Una noticia cultural alentadora es la inauguración de la muestra de fotografía contemporánea “El vidrio de Pandora”, de la artista Dilcia Cortés, este martes 23 de enero a partir de las 6:00 de la tarde en el Centro Cultural de España en Tegucigalpa.
Esta es una de las colecciones de fotografías más trascendentales de nuestro arte, la considero de una importancia esencial por la calidad de la obra, pero también por la temática que aborda: la protección infantil y la violencia que se ejerce hacia los niños desde múltiples ámbitos.
Las exposición presenta niñas y niños en posiciones que evocan orfandad, desolación o habitan el terror del sepia con que la artista las añeja, que casi raya en la nostalgia, para crear una distancia entre objeto artístico y espectador.
Estas fotografías poseen una enorme fuerza poética y una discreta violencia, son aterradoramente conflictivas.
El crítico de arte Carlos Lanza ha visto la colección de fotos de Dilcia Cortés y ha escrito un texto en el que reconoce su calidad y vigencia; en su ensayo “La metáfora del vidrio de Pandora”, Lanza opina que “no hay duda que en la propuesta de Cortés, la violencia se mueve en el orden de lo simbólico, esos niños son metáforas de un mundo atroz.

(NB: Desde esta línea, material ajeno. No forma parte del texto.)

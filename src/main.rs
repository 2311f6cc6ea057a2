use anyhow::{Context, Result};
use clap::{Parser, Subcommand};
use console::style;
use std::path::PathBuf;
use std::sync::Arc;
use tracing_subscriber::EnvFilter;

use conveyor::artifact::feature_name_from_spec;
use conveyor::config::Config;
use conveyor::handlers::HandlerRegistry;
use conveyor::orchestrator::PipelineOrchestrator;
use conveyor::stage::reference_pipeline;
use conveyor::ui::OrchestratorUI;

#[derive(Parser)]
#[command(name = "conveyor")]
#[command(version, about = "Sequential pipeline orchestrator for feature development")]
pub struct Cli {
    #[arg(short, long, global = true)]
    pub verbose: bool,

    #[arg(long, global = true)]
    pub project_dir: Option<PathBuf>,

    /// Iteration cap for the delegated implementation loop
    #[arg(long, global = true)]
    pub max_iterations: Option<u32>,

    #[command(subcommand)]
    pub command: Commands,
}

#[derive(Subcommand)]
pub enum Commands {
    /// Run the full pipeline against a feature specification
    Run {
        /// Path to the feature specification (e.g. docs/todo/FEAT47_specification.md)
        spec_path: PathBuf,

        /// Emit the summary as JSON instead of a table
        #[arg(long)]
        json: bool,
    },
    /// List the pipeline's stages in execution order
    Stages,
}

#[tokio::main]
async fn main() -> Result<()> {
    tracing_subscriber::fmt()
        .with_env_filter(EnvFilter::from_default_env())
        .with_writer(std::io::stderr)
        .init();

    let cli = Cli::parse();
    let project_dir = match cli.project_dir.clone() {
        Some(dir) => dir,
        None => std::env::current_dir().context("Failed to get current directory")?,
    };

    match &cli.command {
        Commands::Run { spec_path, json } => {
            run_pipeline(&cli, project_dir, spec_path, *json).await?;
        }
        Commands::Stages => cmd_stages(),
    }

    Ok(())
}

async fn run_pipeline(cli: &Cli, project_dir: PathBuf, spec_path: &PathBuf, json: bool) -> Result<()> {
    let config = Config::new(project_dir, cli.verbose, cli.max_iterations)?;
    config.ensure_directories()?;

    let feature = feature_name_from_spec(spec_path);
    let stages = reference_pipeline();
    let registry = HandlerRegistry::production(&config, &feature);

    let ui = if json {
        None
    } else {
        Some(Arc::new(OrchestratorUI::new(
            stages.len() as u64,
            config.verbose,
        )))
    };

    let mut orchestrator =
        PipelineOrchestrator::new(stages, registry, &config.artifact_dir);
    if let Some(ui) = &ui {
        orchestrator = orchestrator.with_ui(ui.clone());
    }

    let outcome = orchestrator.run(spec_path).await;
    if let Some(ui) = &ui {
        ui.finish();
    }

    // A halted run still has a summary; only wiring defects lack one.
    let summary = match (&outcome, orchestrator.summary()) {
        (_, Some(summary)) => summary,
        (Err(err), None) => anyhow::bail!("pipeline failed before producing a run: {err}"),
        (Ok(_), None) => unreachable!("successful run always has a summary"),
    };

    if json {
        println!("{}", serde_json::to_string_pretty(&summary)?);
    } else {
        println!("{}", summary.render());
    }

    if let Err(err) = outcome {
        anyhow::bail!("pipeline aborted: {err}");
    }
    if summary.overall != "COMPLETED" {
        std::process::exit(1);
    }
    Ok(())
}

fn cmd_stages() {
    println!("{}", style("Pipeline stages, in execution order:").bold());
    for stage in reference_pipeline() {
        let outputs = if stage.outputs.is_empty() {
            "findings only".to_string()
        } else {
            stage
                .outputs
                .iter()
                .map(|k| k.to_string())
                .collect::<Vec<_>>()
                .join(", ")
        };
        println!(
            "  {}. {:<24} {:<14} produces: {}",
            style(stage.ordinal).yellow(),
            stage.name,
            format!("[{:?}]", stage.handler),
            outputs
        );
    }
}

No estamos frente a una realidad reveladora de imágenes sino frente a una imagen reveladora de realidades, quizá este sea el logro más importante de
la muestra”.
La colección de fotografías “El vidrio de Pandora”, de Dilcia Cortés, resulta hermosa, no causa escándalo y se lleva bien con los dilemas morales, sin embargo, es mucho más compleja que lo que el ojo del espectador ha decidido creer. Antes de estar frente a las fotos donde varias niñas y niños yacen en posiciones que aparentemente transmiten sensaciones, he dicho, cercanas al desamparo, la primera pregunta es ¿Son niñas y niños semidesnudos?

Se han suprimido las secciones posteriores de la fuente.